***** Input *****

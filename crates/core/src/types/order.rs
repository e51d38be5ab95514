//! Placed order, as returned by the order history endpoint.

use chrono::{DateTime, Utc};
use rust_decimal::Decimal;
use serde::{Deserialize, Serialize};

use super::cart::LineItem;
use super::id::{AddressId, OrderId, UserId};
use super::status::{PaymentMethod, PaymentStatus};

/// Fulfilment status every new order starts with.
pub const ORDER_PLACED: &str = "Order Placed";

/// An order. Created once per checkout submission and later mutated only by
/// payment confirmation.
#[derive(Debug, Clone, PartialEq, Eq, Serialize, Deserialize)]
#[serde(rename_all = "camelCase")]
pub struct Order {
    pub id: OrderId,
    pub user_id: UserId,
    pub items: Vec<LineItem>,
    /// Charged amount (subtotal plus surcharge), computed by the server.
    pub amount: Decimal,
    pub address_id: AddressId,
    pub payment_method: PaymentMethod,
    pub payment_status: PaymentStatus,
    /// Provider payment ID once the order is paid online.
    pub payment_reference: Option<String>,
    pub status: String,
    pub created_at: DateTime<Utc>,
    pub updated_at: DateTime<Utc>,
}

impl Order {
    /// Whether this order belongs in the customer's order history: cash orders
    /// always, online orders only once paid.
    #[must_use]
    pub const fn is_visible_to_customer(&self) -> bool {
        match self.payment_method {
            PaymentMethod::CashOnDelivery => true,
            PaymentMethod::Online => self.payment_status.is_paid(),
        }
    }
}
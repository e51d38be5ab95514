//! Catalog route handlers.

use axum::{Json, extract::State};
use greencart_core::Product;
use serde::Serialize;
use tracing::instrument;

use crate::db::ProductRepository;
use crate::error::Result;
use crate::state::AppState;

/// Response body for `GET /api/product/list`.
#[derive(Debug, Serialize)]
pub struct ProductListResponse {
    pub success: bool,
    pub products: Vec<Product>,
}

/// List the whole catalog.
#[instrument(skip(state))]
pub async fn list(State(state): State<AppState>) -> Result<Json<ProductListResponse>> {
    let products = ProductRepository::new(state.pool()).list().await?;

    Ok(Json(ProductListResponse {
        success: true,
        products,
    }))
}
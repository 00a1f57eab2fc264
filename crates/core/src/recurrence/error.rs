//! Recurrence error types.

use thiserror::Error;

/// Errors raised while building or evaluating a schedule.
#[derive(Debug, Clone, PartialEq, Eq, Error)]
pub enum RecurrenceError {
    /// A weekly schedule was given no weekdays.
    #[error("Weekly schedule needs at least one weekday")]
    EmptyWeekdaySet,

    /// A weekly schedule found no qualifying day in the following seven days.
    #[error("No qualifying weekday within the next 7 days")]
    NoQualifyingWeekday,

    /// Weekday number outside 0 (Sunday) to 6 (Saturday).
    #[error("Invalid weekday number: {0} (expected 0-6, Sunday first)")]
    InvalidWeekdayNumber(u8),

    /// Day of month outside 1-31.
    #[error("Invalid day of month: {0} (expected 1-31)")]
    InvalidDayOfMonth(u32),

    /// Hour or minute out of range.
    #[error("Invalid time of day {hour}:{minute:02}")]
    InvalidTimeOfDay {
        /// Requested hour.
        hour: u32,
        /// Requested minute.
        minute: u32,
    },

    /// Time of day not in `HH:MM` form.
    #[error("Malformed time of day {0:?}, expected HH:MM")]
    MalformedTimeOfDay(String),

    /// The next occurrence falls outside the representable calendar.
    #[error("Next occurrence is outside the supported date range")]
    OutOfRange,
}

*****

> Work item
Filter the records above down to the lines containing "DateTime".

> Response box
use chrono::{DateTime, Utc};
    pub created_at: DateTime<Utc>,
    pub updated_at: DateTime<Utc>,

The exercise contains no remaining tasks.